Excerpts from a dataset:
-- Opening Marker --
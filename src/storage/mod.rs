//! Message Storage Abstraction
//!
//! Information Hiding:
//! - Backend details hidden behind the `MessageStore` trait
//! - The ingestion pipeline is written once and the backend is picked at startup
//! - A backend that cannot answer an operation says so with `StoreError::Unsupported`
//!   instead of returning an empty success

use crate::config::{BackendKind, RemoteCredentials, Settings};
use crate::core::error::StoreResult;
use crate::core::models::{ChatSummary, IncomingMessage, MediaInfo, StoredMessage};
use async_trait::async_trait;
use chrono::{DateTime, Utc};
use std::sync::Arc;

pub mod local;
pub mod remote;
pub mod writer;

pub use local::SqliteStore;
pub use remote::RemoteStore;
pub use writer::{MessageWriter, WriteOutcome};

/// Capability set every storage backend exposes
#[async_trait]
pub trait MessageStore: Send + Sync {
    /// Short backend name used in logs and errors
    fn backend(&self) -> &'static str;

    /// Whether `get_messages`, `get_chats` and `get_media_info` can be answered
    fn supports_reads(&self) -> bool;

    /// Create or refresh a chat with its display name and last activity time
    async fn store_chat(
        &self,
        jid: &str,
        name: &str,
        last_message_time: DateTime<Utc>,
    ) -> StoreResult<()>;

    /// Persist one message; empty messages are skipped
    async fn store_message(&self, message: &IncomingMessage) -> StoreResult<WriteOutcome>;

    /// Most recent messages of a chat, newest first
    async fn get_messages(&self, chat_jid: &str, limit: usize) -> StoreResult<Vec<StoredMessage>>;

    async fn get_chats(&self) -> StoreResult<Vec<ChatSummary>>;

    async fn get_media_info(&self, id: &str, chat_jid: &str) -> StoreResult<MediaInfo>;

    async fn close(&self) -> StoreResult<()>;
}

/// Build the backend named in the settings
pub async fn open_store(settings: &Settings) -> StoreResult<Arc<dyn MessageStore>> {
    match settings.store.backend {
        BackendKind::Remote => {
            let credentials = RemoteCredentials::from_env()?;
            let store = RemoteStore::new(&credentials, &settings.remote)?;
            tracing::info!("Using remote store at {}", credentials.url);
            Ok(Arc::new(store))
        }
        BackendKind::Local => {
            let store = SqliteStore::open(&settings.local.path)?;
            tracing::info!("Using local store at {:?}", settings.local.path);
            Ok(Arc::new(store))
        }
    }
}
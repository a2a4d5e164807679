//! Records exchanged with the remote store and the shapes callers hand to a backend

use chrono::{DateTime, Utc};
use serde::{Deserialize, Deserializer, Serialize};
use serde_json::{json, Value};

pub const STATUS_ACTIVE: &str = "active";

#[derive(Debug, Clone, Copy, PartialEq, Eq, Serialize, Deserialize)]
#[serde(rename_all = "lowercase")]
pub enum Direction {
    Inbound,
    Outbound,
}

impl Direction {
    pub fn from_is_from_me(is_from_me: bool) -> Self {
        if is_from_me {
            Direction::Outbound
        } else {
            Direction::Inbound
        }
    }

    pub fn as_str(&self) -> &'static str {
        match self {
            Direction::Inbound => "inbound",
            Direction::Outbound => "outbound",
        }
    }
}

/// Row of the `conversations` resource
#[derive(Debug, Clone, Serialize, Deserialize)]
pub struct ConversationRecord {
    #[serde(skip_serializing_if = "Option::is_none")]
    pub id: Option<String>,
    pub channel: String,
    pub contact_identifier: String,
    #[serde(skip_serializing_if = "Option::is_none")]
    pub contact_name: Option<String>,
    #[serde(skip_serializing_if = "Option::is_none")]
    pub last_message_at: Option<DateTime<Utc>>,
    pub status: String,
    #[serde(skip_serializing_if = "Option::is_none")]
    pub unread_count: Option<i64>,
}

impl ConversationRecord {
    /// New active conversation, ready to be inserted
    pub fn new(channel: &str, contact_identifier: &str, contact_name: Option<&str>) -> Self {
        Self {
            id: None,
            channel: channel.to_string(),
            contact_identifier: contact_identifier.to_string(),
            contact_name: contact_name
                .filter(|name| !name.is_empty())
                .map(str::to_string),
            last_message_at: None,
            status: STATUS_ACTIVE.to_string(),
            unread_count: None,
        }
    }
}

/// Row of the `messages` resource
#[derive(Debug, Clone, Serialize, Deserialize)]
pub struct MessageRecord {
    #[serde(skip_serializing_if = "Option::is_none")]
    pub id: Option<String>,
    pub conversation_id: String,
    pub channel: String,
    pub direction: Direction,
    pub sender: String,
    pub recipient: String,
    #[serde(skip_serializing_if = "Option::is_none")]
    pub body: Option<String>,
    #[serde(skip_serializing_if = "Option::is_none")]
    pub external_id: Option<String>,
    #[serde(skip_serializing_if = "Option::is_none")]
    pub metadata: Option<Value>,
    pub is_read: bool,
    #[serde(skip_serializing_if = "Option::is_none")]
    pub status: Option<String>,
}

impl MessageRecord {
    /// Normalize an incoming message into its relational shape.
    ///
    /// Empty strings never reach the store: body, external_id and the
    /// media_type metadata are only set when the source value is non-empty.
    pub fn from_incoming(conversation_id: &str, channel: &str, message: &IncomingMessage) -> Self {
        Self {
            id: None,
            conversation_id: conversation_id.to_string(),
            channel: channel.to_string(),
            direction: Direction::from_is_from_me(message.is_from_me),
            sender: message.sender.clone(),
            recipient: message.recipient().to_string(),
            body: non_empty(&message.content),
            external_id: non_empty(&message.id),
            metadata: message
                .media_type()
                .map(|media_type| json!({ "media_type": media_type })),
            is_read: false,
            status: None,
        }
    }
}

fn non_empty(value: &str) -> Option<String> {
    if value.is_empty() {
        None
    } else {
        Some(value.to_string())
    }
}

/// Minimal projection used when only the generated id matters
#[derive(Debug, Clone, Deserialize)]
pub struct IdRow {
    #[serde(deserialize_with = "id_as_string")]
    pub id: String,
}

/// Generated ids may be uuids or bigints depending on the table definition
fn id_as_string<'de, D>(deserializer: D) -> Result<String, D::Error>
where
    D: Deserializer<'de>,
{
    #[derive(Deserialize)]
    #[serde(untagged)]
    enum RawId {
        Text(String),
        Number(i64),
    }

    Ok(match RawId::deserialize(deserializer)? {
        RawId::Text(s) => s,
        RawId::Number(n) => n.to_string(),
    })
}

/// Media attributes carried by the messaging client
#[derive(Debug, Clone, Default, PartialEq, Serialize, Deserialize)]
#[serde(default)]
pub struct MediaInfo {
    pub media_type: String,
    pub filename: String,
    pub url: String,
    pub media_key: Vec<u8>,
    pub file_sha256: Vec<u8>,
    pub file_enc_sha256: Vec<u8>,
    pub file_length: u64,
}

/// A message event as emitted by the messaging client
#[derive(Debug, Clone, Serialize, Deserialize)]
pub struct IncomingMessage {
    /// Native message id of the messaging client
    #[serde(default)]
    pub id: String,
    pub chat_jid: String,
    pub sender: String,
    /// Other party; defaults to the chat identifier
    #[serde(default, skip_serializing_if = "Option::is_none")]
    pub recipient: Option<String>,
    #[serde(default)]
    pub content: String,
    pub timestamp: DateTime<Utc>,
    #[serde(default)]
    pub is_from_me: bool,
    #[serde(default, skip_serializing_if = "Option::is_none")]
    pub media: Option<MediaInfo>,
}

impl IncomingMessage {
    pub fn text(
        id: impl Into<String>,
        chat_jid: impl Into<String>,
        sender: impl Into<String>,
        content: impl Into<String>,
        timestamp: DateTime<Utc>,
        is_from_me: bool,
    ) -> Self {
        Self {
            id: id.into(),
            chat_jid: chat_jid.into(),
            sender: sender.into(),
            recipient: None,
            content: content.into(),
            timestamp,
            is_from_me,
            media: None,
        }
    }

    pub fn with_recipient(mut self, recipient: impl Into<String>) -> Self {
        self.recipient = Some(recipient.into());
        self
    }

    pub fn with_media(mut self, media: MediaInfo) -> Self {
        self.media = Some(media);
        self
    }

    pub fn media_type(&self) -> Option<&str> {
        self.media
            .as_ref()
            .map(|m| m.media_type.as_str())
            .filter(|t| !t.is_empty())
    }

    pub fn recipient(&self) -> &str {
        self.recipient.as_deref().unwrap_or(&self.chat_jid)
    }

    /// Nothing to persist: no text and no media
    pub fn is_empty(&self) -> bool {
        self.content.is_empty() && self.media_type().is_none()
    }
}

/// Message as read back from a backend that supports reads
#[derive(Debug, Clone, PartialEq, Serialize, Deserialize)]
pub struct StoredMessage {
    pub id: String,
    pub chat_jid: String,
    pub sender: String,
    pub content: String,
    pub timestamp: DateTime<Utc>,
    pub is_from_me: bool,
    pub media_type: Option<String>,
}

#[derive(Debug, Clone, PartialEq, Serialize, Deserialize)]
pub struct ChatSummary {
    pub jid: String,
    pub name: Option<String>,
    pub last_message_time: Option<DateTime<Utc>>,
}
-- Closing Marker --
- [WHAT THE TASK ASKS]:
Search the entries for the word "bool", then list each line that holds it.

- [SOLUTION TO THE PROBLEM]:
    fn supports_reads(&self) -> bool;
    pub fn from_is_from_me(is_from_me: bool) -> Self {
    pub is_read: bool,
    pub is_from_me: bool,
        is_from_me: bool,
    pub fn is_empty(&self) -> bool {
    pub is_from_me: bool,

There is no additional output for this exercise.